WORK INSTRUCTION = In the entries below, find each line where the word "InvalidQuery" appears and give only the total count of such lines.

◆ ◆ ◆ ◆

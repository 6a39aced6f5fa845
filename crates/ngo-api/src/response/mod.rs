//! Response types and error handling for API endpoints
//!
//! Every error body has the shape `{ "error": { "code", "message", "details"? } }`.
//! Validation failures put every offending field under `details`.

use axum::{
    http::StatusCode,
    response::{IntoResponse, Response},
    Json,
};
use ngo_common::AppError;
use ngo_core::DomainError;
use ngo_service::ServiceError;
use serde::Serialize;
use thiserror::Error;
use tracing::error;
use validator::ValidationErrors;

/// API error type for consistent error responses
#[derive(Debug, Error)]
pub enum ApiError {
    #[error("{0}")]
    App(#[from] AppError),

    #[error("{0}")]
    Service(#[from] ServiceError),

    #[error("{0}")]
    Domain(#[from] DomainError),

    #[error("Validation error: {0}")]
    Validation(#[from] ValidationErrors),

    #[error("Invalid request body: {0}")]
    InvalidBody(String),

    #[error("Invalid query parameter: {0}")]
    InvalidQuery(String),

    #[error("Missing authorization header")]
    MissingAuth,

    #[error("Invalid or expired token")]
    InvalidToken,
}

impl ApiError {
    /// Get HTTP status code for this error
    #[must_use]
    pub fn status_code(&self) -> StatusCode {
        let code = match self {
            Self::App(e) => e.status_code(),
            Self::Service(e) => e.status_code(),
            Self::Domain(e) => ngo_common::domain_status(e),
            Self::Validation(_) | Self::InvalidBody(_) | Self::InvalidQuery(_) => 400,
            Self::MissingAuth | Self::InvalidToken => 401,
        };
        StatusCode::from_u16(code).unwrap_or(StatusCode::INTERNAL_SERVER_ERROR)
    }

    /// Get error code for API responses
    #[must_use]
    pub fn error_code(&self) -> &str {
        match self {
            Self::App(e) => e.error_code(),
            Self::Service(e) => e.error_code(),
            Self::Domain(e) => e.code(),
            Self::Validation(_) => "VALIDATION_ERROR",
            Self::InvalidBody(_) => "INVALID_BODY",
            Self::InvalidQuery(_) => "INVALID_QUERY_PARAMETER",
            Self::MissingAuth => "MISSING_AUTHORIZATION",
            Self::InvalidToken => "INVALID_TOKEN",
        }
    }

    /// Field errors carried by this error, if any
    fn field_errors(&self) -> Option<&ValidationErrors> {
        match self {
            Self::Validation(errors) => Some(errors),
            Self::Service(e) => e.as_domain().and_then(DomainError::field_errors),
            Self::Domain(e) | Self::App(AppError::Domain(e)) => e.field_errors(),
            _ => None,
        }
    }

    /// Create an invalid body error
    pub fn invalid_body(msg: impl Into<String>) -> Self {
        Self::InvalidBody(msg.into())
    }

    /// Create an invalid query error
    pub fn invalid_query(msg: impl Into<String>) -> Self {
        Self::InvalidQuery(msg.into())
    }
}

/// Error response body
#[derive(Debug, Serialize)]
pub struct ErrorBody {
    pub error: ErrorDetail,
}

/// Error detail for API responses
#[derive(Debug, Serialize)]
pub struct ErrorDetail {
    pub code: String,
    pub message: String,
    #[serde(skip_serializing_if = "Option::is_none")]
    pub details: Option<serde_json::Value>,
}

impl IntoResponse for ApiError {
    fn into_response(self) -> Response {
        let status = self.status_code();

        // Log server errors
        if status.is_server_error() {
            error!(error = ?self, "Server error occurred");
        }

        let details = self
            .field_errors()
            .and_then(|errors| serde_json::to_value(errors).ok());

        let body = ErrorBody {
            error: ErrorDetail {
                code: self.error_code().to_string(),
                message: self.to_string(),
                details,
            },
        };

        (status, Json(body)).into_response()
    }
}

/// Type alias for API results
pub type ApiResult<T> = Result<T, ApiError>;

/// Created response (201) with JSON body
pub struct Created<T>(pub T);

impl<T: IntoResponse> IntoResponse for Created<T> {
    fn into_response(self) -> Response {
        let mut response = self.0.into_response();
        *response.status_mut() = StatusCode::CREATED;
        response
    }
}

/// No content response (204)
pub struct NoContent;

impl IntoResponse for NoContent {
    fn into_response(self) -> Response {
        StatusCode::NO_CONTENT.into_response()
    }
}

#[cfg(test)]
mod tests {
    use super::*;
    use axum::body::to_bytes;
    use validator::ValidationError;

    async fn body_json(response: Response) -> serde_json::Value {
        let bytes = to_bytes(response.into_body(), usize::MAX).await.unwrap();
        serde_json::from_slice(&bytes).unwrap()
    }

    #[test]
    fn test_api_error_status_codes() {
        assert_eq!(ApiError::MissingAuth.status_code(), StatusCode::UNAUTHORIZED);
        assert_eq!(
            ApiError::invalid_body("test").status_code(),
            StatusCode::BAD_REQUEST
        );
        assert_eq!(
            ApiError::Domain(DomainError::EventConcluded).status_code(),
            StatusCode::UNPROCESSABLE_ENTITY
        );
        assert_eq!(
            ApiError::Service(ServiceError::not_found("Event", "E001")).status_code(),
            StatusCode::NOT_FOUND
        );
    }

    #[test]
    fn test_api_error_codes() {
        assert_eq!(ApiError::MissingAuth.error_code(), "MISSING_AUTHORIZATION");
        assert_eq!(
            ApiError::Domain(DomainError::DuplicateSignup).error_code(),
            "DUPLICATE_SIGNUP"
        );
    }

    #[tokio::test]
    async fn test_validation_details_list_every_field() {
        let mut errors = ValidationErrors::new();
        errors.add("age", ValidationError::new("range"));
        errors.add("phone", ValidationError::new("mobile_number"));
        let err = ApiError::Service(ServiceError::from(errors));

        let response = err.into_response();
        assert_eq!(response.status(), StatusCode::BAD_REQUEST);

        let body = body_json(response).await;
        assert_eq!(body["error"]["code"], "VALIDATION_ERROR");
        assert!(body["error"]["details"].get("age").is_some());
        assert!(body["error"]["details"].get("phone").is_some());
    }

    #[tokio::test]
    async fn test_plain_errors_have_no_details() {
        let body = body_json(ApiError::Domain(DomainError::DuplicateSignup).into_response()).await;
        assert_eq!(body["error"]["code"], "DUPLICATE_SIGNUP");
        assert!(body["error"].get("details").is_none());
    }
}
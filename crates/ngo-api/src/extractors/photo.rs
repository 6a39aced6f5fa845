//! Raw photo upload extractor
//!
//! The request body is the image itself. The media type comes from
//! `Content-Type` and the file name from the `filename` query parameter or
//! the `X-File-Name` header.

use axum::{
    async_trait,
    body::Bytes,
    extract::{FromRequest, Query, Request},
    http::header,
};
use ngo_core::PhotoUpload;
use serde::Deserialize;

use crate::response::ApiError;

/// Header carrying the original file name
pub const FILE_NAME_HEADER: &str = "x-file-name";

#[derive(Debug, Default, Deserialize)]
struct FileNameQuery {
    filename: Option<String>,
}

/// Photo upload taken from a raw request body
#[derive(Debug, Clone)]
pub struct PhotoBody(pub PhotoUpload);

#[async_trait]
impl<S> FromRequest<S> for PhotoBody
where
    S: Send + Sync,
{
    type Rejection = ApiError;

    async fn from_request(req: Request, state: &S) -> Result<Self, Self::Rejection> {
        let content_type = req
            .headers()
            .get(header::CONTENT_TYPE)
            .and_then(|v| v.to_str().ok())
            .map(|v| v.split(';').next().unwrap_or(v).trim().to_string())
            .unwrap_or_default();

        let from_header = req
            .headers()
            .get(FILE_NAME_HEADER)
            .and_then(|v| v.to_str().ok())
            .map(str::to_string);
        let from_query = Query::<FileNameQuery>::try_from_uri(req.uri())
            .map_err(|e| ApiError::invalid_query(e.body_text()))?
            .0
            .filename;

        let file_name = from_query
            .or(from_header)
            .filter(|n| !n.trim().is_empty())
            .ok_or_else(|| {
                ApiError::invalid_query(
                    "A file name is required (filename query or X-File-Name header)",
                )
            })?;

        let bytes = Bytes::from_request(req, state)
            .await
            .map_err(|e| ApiError::invalid_body(e.body_text()))?;

        Ok(PhotoBody(PhotoUpload::new(file_name, content_type, bytes.to_vec())))
    }
}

◆ ◆ ◆ ◆

PROBLEM SOLUTION = 4